• **TASK ITEM**
After counting the lines below that contain "HealthMonitor", reply with that number alone.

• **DATA FOR THIS EXERCISE**

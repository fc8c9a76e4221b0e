//! deskgate - local control-plane server.
//!
//! Serves the control page and JSON API on the configured port and keeps
//! itself running until Ctrl+C. `deskgate reset-token` wipes the stored
//! access token so the next start goes through first-run setup again.

use std::path::PathBuf;
use std::sync::Arc;

use clap::{Parser as ClapParser, Subcommand};
use thiserror::Error;
use tokio::io::AsyncBufReadExt;
use tokio_util::sync::CancellationToken;
use tracing_subscriber::{layer::SubscriberExt, util::SubscriberInitExt};

use deskgate::{
    api::{self, AppState, NotificationDefaults, RouterConfig},
    collab::{Collaborators, LogNotifier, StaticSchedule},
    config::{self, Config, ConfigError},
    message_log::MessageLog,
    monitor::HealthMonitor,
    server::{ControlServer, StatusHandle},
    token::{TokenError, TokenStore, TOKEN_FILE},
};

/// deskgate - local control-plane server
///
/// Lets other devices on the network notify, inspect and steer this machine
/// through a small token-protected HTTP API.
#[derive(ClapParser, Debug)]
#[command(name = "deskgate", version, about, long_about = None)]
struct Cli {
    #[command(subcommand)]
    command: Option<Commands>,

    /// Path to the config file
    #[arg(long)]
    config: Option<PathBuf>,

    /// Port to listen on (overrides the config file)
    #[arg(long, env = "DESKGATE_PORT")]
    port: Option<u16>,

    /// Directory for the token store and message logs
    #[arg(long)]
    data_dir: Option<PathBuf>,
}

#[derive(Subcommand, Debug)]
enum Commands {
    /// Delete the stored access token; the next start requires setup again
    ResetToken,
}

#[derive(Debug, Error)]
enum DeskgateError {
    #[error("config error: {0}")]
    Config(#[from] ConfigError),

    #[error("token store error: {0}")]
    Token(#[from] TokenError),

    #[error("io error: {0}")]
    Io(#[from] std::io::Error),
}

#[tokio::main]
async fn main() -> Result<(), DeskgateError> {
    let cli = Cli::parse();
    init_tracing();

    let config_path = cli.config.clone().or_else(config::default_config_path);
    let mut config = match &config_path {
        Some(path) => Config::load(path)?.unwrap_or_default(),
        None => Config::default(),
    };
    if let Some(port) = cli.port {
        config.port = port;
    }
    let data_dir = cli
        .data_dir
        .clone()
        .or_else(|| config.data_dir.clone())
        .unwrap_or_else(config::default_data_dir);

    match cli.command {
        Some(Commands::ResetToken) => reset_token(&data_dir),
        None => run_server(config, data_dir).await,
    }
}

fn init_tracing() {
    tracing_subscriber::registry()
        .with(tracing_subscriber::EnvFilter::new(
            std::env::var("RUST_LOG").unwrap_or_else(|_| "deskgate=info,tower_http=info".into()),
        ))
        .with(tracing_subscriber::fmt::layer())
        .init();
}

fn reset_token(data_dir: &std::path::Path) -> Result<(), DeskgateError> {
    let path = data_dir.join(TOKEN_FILE);
    match std::fs::remove_file(&path) {
        Ok(()) => {
            tracing::info!(path = %path.display(), "access token removed; setup is required on next start");
            Ok(())
        }
        Err(e) if e.kind() == std::io::ErrorKind::NotFound => {
            tracing::info!(path = %path.display(), "no access token stored");
            Ok(())
        }
        Err(e) => Err(e.into()),
    }
}

// ── Server mode ────────────────────────────────────────────────────

async fn run_server(config: Config, data_dir: PathBuf) -> Result<(), DeskgateError> {
    tracing::info!(port = config.port, data_dir = %data_dir.display(), "deskgate starting");

    let tokens = Arc::new(TokenStore::open(&data_dir)?);
    if !tokens.is_configured() {
        tracing::warn!(
            "no access token configured; open http://127.0.0.1:{}/setup to create one",
            config.port
        );
    }

    let collaborators = Collaborators {
        notifier: Some(Arc::new(LogNotifier)),
        schedule: Some(Arc::new(StaticSchedule::new(config.class_periods()?))),
        screen: None,
        closer: None,
    };
    let (duration, effects) = config.notification_defaults();
    let status = StatusHandle::new(config.port);
    let state = AppState::new(tokens, collaborators, status.clone())
        .with_message_log(MessageLog::new(&data_dir))
        .with_notification_defaults(NotificationDefaults { duration, effects })
        .with_sweep_interval(config.sweep_interval());
    let exit_gate = state.exit_gate.clone();
    let sweep = state.sweep.clone();

    let rate_limit = Some(config.login_rate_limit).filter(|n| *n > 0);
    let app = api::router(state, RouterConfig { rate_limit });
    let server = Arc::new(ControlServer::new(app, status));

    // A failed first start is left to the health monitor.
    if let Err(e) = server.start().await {
        tracing::error!(error = %e, "initial start failed, health monitor will retry");
    }

    let monitor_cancel = CancellationToken::new();
    let monitor = HealthMonitor::new(server.clone(), config.health_config());
    let monitor_task = monitor.spawn(monitor_cancel.clone());

    wait_for_exit(&exit_gate).await?;

    monitor_cancel.cancel();
    if let Err(e) = monitor_task.await {
        tracing::warn!(error = %e, "health monitor ended abnormally");
    }
    if sweep.status().running {
        if let Err(e) = sweep.disarm() {
            tracing::debug!(error = %e, "auto-close monitor already stopped");
        }
    }
    if let Err(e) = server.shutdown().await {
        tracing::warn!(error = %e, "shutdown did not complete cleanly");
    }
    tracing::info!("deskgate stopped");
    Ok(())
}

/// Wait for Ctrl+C. While the exit gate is armed, the exit token must be
/// typed on stdin before the process is allowed to stop.
async fn wait_for_exit(exit_gate: &deskgate::exit_gate::ExitGate) -> Result<(), DeskgateError> {
    let mut stdin = tokio::io::BufReader::new(tokio::io::stdin()).lines();
    loop {
        tokio::signal::ctrl_c().await?;
        tracing::info!("received Ctrl+C");
        if exit_gate.permit_exit(None) {
            return Ok(());
        }

        tracing::warn!("exit gate is armed; enter the exit token to stop");
        let line = tokio::select! {
            line = stdin.next_line() => line?,
            _ = tokio::signal::ctrl_c() => None,
        };
        match line {
            Some(candidate) if exit_gate.permit_exit(Some(candidate.trim())) => return Ok(()),
            _ => tracing::warn!("exit token rejected, still serving"),
        }
    }
}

• **RESULT**
2